Work out how many lines in the following entries contain the string "every", and write only that number.

Source information:

★ ★ ★

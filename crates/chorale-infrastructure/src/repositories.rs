// SPDX-License-Identifier: GPL-3.0-or-later
use std::time::Duration;

use anyhow::Result;
use chorale_domain::{
    Artist, ArtistId, Genre, GenreId, NamedEntity, Release, ReleaseId, Track, TrackId, TrackList,
    TrackListId,
};
use uuid::Uuid;

// ============================================================================
// Repository Traits
// ============================================================================

/// Uniform contract shared by every entity whose identity is its name.
#[async_trait::async_trait]
pub trait NamedEntityRepository<T: NamedEntity>: Send + Sync {
    /// Exact match on the truncated name; never writes.
    async fn get_by_name(&self, name: &str) -> Result<Option<T>>;

    /// Existing row or a freshly created one. Concurrent calls with the same
    /// name resolve to the same row.
    async fn get_or_create(&self, name: &str) -> Result<T>;

    /// The "unknown" row of this kind, created on first use.
    async fn get_sentinel(&self) -> Result<T>;

    /// Rows no track refers to. The sentinel is never an orphan.
    async fn get_all_orphans(&self) -> Result<Vec<T>>;

    /// Delete every orphan row and return how many went away.
    async fn delete_orphans(&self) -> Result<u64>;

    /// The subset of `ids` that has no row.
    async fn find_missing(&self, ids: &[Uuid]) -> Result<Vec<Uuid>>;
}

/// Cluster rows of every type. The [`NamedEntityRepository`] side works on
/// the `GENRE` type; the `*_in_cluster` methods reach any other.
#[async_trait::async_trait]
pub trait GenreRepository: NamedEntityRepository<Genre> {
    async fn get_in_cluster(&self, cluster_type: &str, name: &str) -> Result<Option<Genre>>;

    /// Same contract as [`NamedEntityRepository::get_or_create`], keyed by
    /// the (cluster type, name) pair.
    async fn get_or_create_in_cluster(&self, cluster_type: &str, name: &str) -> Result<Genre>;

    /// Rows of any of `cluster_types`, or of every type when it is empty.
    async fn get_all(&self, cluster_types: &[String], offset: i64, limit: i64)
        -> Result<Vec<Genre>>;
}

#[async_trait::async_trait]
pub trait ArtistRepository: NamedEntityRepository<Artist> {
    /// Artists with at least one track in any of `genre_ids`.
    async fn get_all(&self, genre_ids: &[GenreId], offset: i64, limit: i64)
        -> Result<Vec<Artist>>;
}

#[async_trait::async_trait]
pub trait ReleaseRepository: NamedEntityRepository<Release> {
    /// Releases with at least one track by any of `artist_ids` that is also
    /// tagged with any of `genre_ids`.
    async fn get_all(
        &self,
        artist_ids: &[ArtistId],
        genre_ids: &[GenreId],
        offset: i64,
        limit: i64,
    ) -> Result<Vec<Release>>;

    /// Sum of the durations of the release's tracks, `None` for an unknown id.
    async fn duration(&self, id: ReleaseId) -> Result<Option<Duration>>;
}

/// Id sets used to select tracks. An empty set places no constraint.
#[derive(Debug, Clone, Default, PartialEq, Eq)]
pub struct TrackFilter {
    pub artist_ids: Vec<ArtistId>,
    pub release_ids: Vec<ReleaseId>,
    pub genre_ids: Vec<GenreId>,
}

impl TrackFilter {
    pub fn is_empty(&self) -> bool {
        self.artist_ids.is_empty() && self.release_ids.is_empty() && self.genre_ids.is_empty()
    }
}

#[async_trait::async_trait]
pub trait TrackRepository: Send + Sync {
    async fn get_by_id(&self, id: TrackId) -> Result<Option<Track>>;
    async fn get_by_path(&self, path: &str) -> Result<Option<Track>>;

    /// Insert or replace the track stored at `track.path`, genre links
    /// included, in one transaction. Returns the track with its stored id.
    async fn upsert(&self, track: Track) -> Result<Track>;

    /// Returns whether a row was removed.
    async fn remove_by_path(&self, path: &str) -> Result<bool>;

    /// Tracks matching every non-empty set of `filter`, ordered by name then id.
    async fn get_all(&self, filter: &TrackFilter, offset: i64, limit: i64) -> Result<Vec<Track>>;

    /// Tracks matching any id of any set of `filter`, minus `exclude`.
    async fn get_related(&self, filter: &TrackFilter, exclude: &[TrackId]) -> Result<Vec<Track>>;
}

#[async_trait::async_trait]
pub trait TrackListRepository: Send + Sync {
    async fn create(&self, name: &str) -> Result<TrackList>;
    async fn get(&self, id: TrackListId) -> Result<Option<TrackList>>;

    /// Append entries after the current last position.
    async fn append(&self, id: TrackListId, track_ids: &[TrackId]) -> Result<()>;

    /// Entries in list order, `None` for an unknown list.
    async fn track_ids(&self, id: TrackListId) -> Result<Option<Vec<TrackId>>>;
}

★ ★ ★

Exercise response: 5